Sure, Wikidata may be used as one of the sources to help build the topics list; but the topics list will not be on Wikidata, but attached to each file, probably on the CommonsData wikibase.

-- James.

On 03/09/2014 14:28, P. Blissenbach wrote:

...

I strongly support this view: Wikidata should support and ease finding Commons-images. This is not only about proper categorising and tagging in a true multilingual way, but also about determining and assigning various properties - both automatically and manually.

Think for example like an art director creating an image flyer (be it about Wikimania, a national open source movement, or a company) looking for photograhps "predominantly blue" depicing "8 humans or more" of "various ages" in a "neutral or indeterminate environent" and so on, so as to get the hang of it.

Purodha

"Gerard Meijssen" gerard.meijssen@gmail.com writes:

Hoi, I am firmly opposed to the idea that the Wikidatification of Commons is about Commons. That is imho a disaster.

It is about mediafiles and they exist in many Wikis.

The categories of Commons are in and off themselves useful to a very limited extend. Associating the images they refer to with existing items in Wikidata is one way in which they may be useful. As it is, because of naming conventions and the use of English only, the categories are pretty lame. They do not help me when I am looking for an image in Commons at all.

Really my point is forget about Commons notability start thinking in terms of "what does it take to help people find images". Yes, those people will be 8 years old and they may speak Mandarin or Japanese. Thanks, GerardM

On 3 September 2014 12:05, James Heald j.heald@ucl.ac.uk wrote:Gerard,

I agree with you that I would like the kind of tools currently available with WikiData also to be available on CommonsData.

Queries that combine the two in an integrated way ought to be made simple and straightforward.

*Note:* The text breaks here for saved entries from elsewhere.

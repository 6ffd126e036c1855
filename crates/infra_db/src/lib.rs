//! Infrastructure Database Layer
//!
//! This crate provides the PostgreSQL side of the tour payments ledger using
//! SQLx: connection pooling, the embedded schema migrations, repositories for
//! bookings, payments and participations, and [`PostgresLedgerStore`], the
//! `LedgerStore` adapter the reconciliation engine runs on in production.
//!
//! # Architecture
//!
//! The crate follows the repository pattern. Repositories own the SQL and
//! the row mapping; the adapter composes them into ledger transactions and
//! translates `DatabaseError` into the domain's `PortError`.
//!
//! # Locking
//!
//! Every settle path locks the payment row and then the booking row with
//! `SELECT ... FOR UPDATE`, always in that order, inside one transaction.
//!
//! # Example
//!
//! ```rust,ignore
//! use infra_db::{create_pool, run_migrations, DatabaseConfig, PostgresLedgerStore};
//!
//! let pool = create_pool(DatabaseConfig::new("postgres://localhost/tour_payments")).await?;
//! run_migrations(&pool).await?;
//! let store = PostgresLedgerStore::new(pool);
//! ```

pub mod pool;
pub mod error;
pub mod repositories;
pub mod adapters;

pub use pool::{DatabasePool, create_pool, create_pool_from_url, run_migrations, DatabaseConfig};
pub use error::DatabaseError;
pub use adapters::PostgresLedgerStore;
//! Property-Based Test Generators
//!
//! Provides proptest strategies for generating random test data
//! that maintains domain invariants.

use core_kernel::{Currency, Money};
use domain_payments::{BookingStatus, PaymentStatus};
use proptest::prelude::*;
use rust_decimal::Decimal;

/// Strategy for generating supported Currency values
pub fn currency_strategy() -> impl Strategy<Value = Currency> {
    prop_oneof![
        Just(Currency::BDT),
        Just(Currency::USD),
        Just(Currency::EUR),
        Just(Currency::GBP),
        Just(Currency::INR),
    ]
}

/// Strategy for positive amounts in paisa, up to one million taka
pub fn positive_amount_minor_strategy() -> impl Strategy<Value = i64> {
    1i64..100_000_000i64
}

/// Strategy for positive BDT amounts
pub fn bdt_money_strategy() -> impl Strategy<Value = Money> {
    positive_amount_minor_strategy().prop_map(|minor| Money::from_minor(minor, Currency::BDT))
}

/// Strategy for a due amount with whole taka
pub fn due_amount_strategy() -> impl Strategy<Value = Decimal> {
    (1i64..50_000i64).prop_map(Decimal::from)
}

/// Strategy for a sequence of contributions in paisa
///
/// Contributions are small relative to typical due amounts so sequences
/// cross the partial and paid boundaries.
pub fn contribution_sequence_strategy(max_len: usize) -> impl Strategy<Value = Vec<Money>> {
    prop::collection::vec(
        (1i64..2_000_000i64).prop_map(|minor| Money::from_minor(minor, Currency::BDT)),
        1..=max_len,
    )
}

/// Strategy for payment statuses
pub fn payment_status_strategy() -> impl Strategy<Value = PaymentStatus> {
    prop_oneof![
        Just(PaymentStatus::Initiated),
        Just(PaymentStatus::Processing),
        Just(PaymentStatus::Success),
        Just(PaymentStatus::Failed),
        Just(PaymentStatus::Cancelled),
    ]
}

/// Strategy for booking statuses
pub fn booking_status_strategy() -> impl Strategy<Value = BookingStatus> {
    prop_oneof![
        Just(BookingStatus::Pending),
        Just(BookingStatus::Partial),
        Just(BookingStatus::Paid),
        Just(BookingStatus::Failed),
    ]
}

/// Outcome a gateway delivery can claim
#[derive(Debug, Clone, Copy, PartialEq, Eq)]
pub enum DeliveryOutcome {
    Valid,
    Failed,
    Cancelled,
}

/// Strategy for the outcomes claimed by redirects and notifications
pub fn delivery_outcome_strategy() -> impl Strategy<Value = DeliveryOutcome> {
    prop_oneof![
        3 => Just(DeliveryOutcome::Valid),
        1 => Just(DeliveryOutcome::Failed),
        1 => Just(DeliveryOutcome::Cancelled),
    ]
}

#[cfg(test)]
mod tests {
    use super::*;

    proptest! {
        #[test]
        fn test_bdt_money_is_positive(money in bdt_money_strategy()) {
            prop_assert!(money.is_positive());
            prop_assert_eq!(money.currency(), Currency::BDT);
        }

        #[test]
        fn test_contribution_sequences_are_non_empty(seq in contribution_sequence_strategy(5)) {
            prop_assert!(!seq.is_empty());
            prop_assert!(seq.len() <= 5);
        }
    }
}
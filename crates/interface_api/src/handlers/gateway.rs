//! Gateway callback handlers
//!
//! Both endpoints are called without a token: the IPN by the gateway's
//! servers, the redirect by the tourist's browser. Fields may arrive in the
//! query string, a form body, or both.

use axum::{
    extract::{Query, State},
    response::Redirect,
    Form, Json,
};
use domain_payments::IpnOutcome;
use std::collections::HashMap;
use tracing::{info, warn};

use crate::dto::payments::IpnResponse;
use crate::{error::ApiError, AppState};

type Fields = HashMap<String, String>;

/// IPN delivered as a GET
pub async fn ipn_query(
    State(state): State<AppState>,
    Query(fields): Query<Fields>,
) -> Result<Json<IpnResponse>, ApiError> {
    process_ipn(&state, fields).await
}

/// IPN delivered as a form POST
pub async fn ipn_form(
    State(state): State<AppState>,
    Query(mut fields): Query<Fields>,
    Form(form): Form<Fields>,
) -> Result<Json<IpnResponse>, ApiError> {
    fields.extend(form);
    process_ipn(&state, fields).await
}

async fn process_ipn(state: &AppState, fields: Fields) -> Result<Json<IpnResponse>, ApiError> {
    let outcome = state.ipn.handle(&fields).await.map_err(|e| {
        warn!(error = %e, retryable = e.is_retryable(), "IPN not processed");
        ApiError::from(e)
    })?;

    let status = match &outcome {
        IpnOutcome::Settled(_) => "processed",
        IpnOutcome::AlreadyProcessed(_) => "already_processed",
        IpnOutcome::Rejected { payment, reason } => {
            warn!(payment_id = %payment.id, reason = %reason, "IPN rejected");
            return Err(ApiError::BadRequest(reason.clone()));
        }
    };

    let payment = outcome.payment();
    info!(payment_id = %payment.id, outcome = status, "IPN acknowledged");
    Ok(Json(IpnResponse {
        status,
        payment_id: *payment.id.as_uuid(),
        payment_status: payment.status.as_str().to_string(),
    }))
}

/// Checkout redirect as a GET
pub async fn success_query(
    State(state): State<AppState>,
    Query(fields): Query<Fields>,
) -> Redirect {
    redirect(&state, fields).await
}

/// Checkout redirect as a form POST
pub async fn success_form(
    State(state): State<AppState>,
    Query(mut fields): Query<Fields>,
    Form(form): Form<Fields>,
) -> Redirect {
    fields.extend(form);
    redirect(&state, fields).await
}

async fn redirect(state: &AppState, fields: Fields) -> Redirect {
    let outcome = state.ipn.handle_redirect(&fields).await;
    Redirect::to(&state.config.frontend_location(&outcome.frontend_path()))
}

What I don't understand is your objection to placing items that really only have a Commons notability, not a world notability, into a specific namespace, or (notionally) the separate database CommonsData, so that it is possible to run those queries that only relate to Commons information solely on CommonsData, and those queries that only relate to world information solely on WikiData.

Does that not make more sense, than requiring the full bulk of the combined database to always be addressed in order to run any query?

-- James.

On 01/09/2014 07:07, Gerard Meijssen wrote:Hoi, Wikidata is very much a "working database". Its relevance is exactly because of this. Without the connection to the interwiki links, it would not be the same, it would not have the coverage and it would not have the same sized community.

Considerations about secondary use are secondary. Yes, people may use it for their own purposes and when it fits their needs, well and good. When it does not, that is fine too. As it is, we do have all kind of Wiki "junk" in there. We have disambiguation pages, list articles, templates, categories. The challenge is to find a use for them.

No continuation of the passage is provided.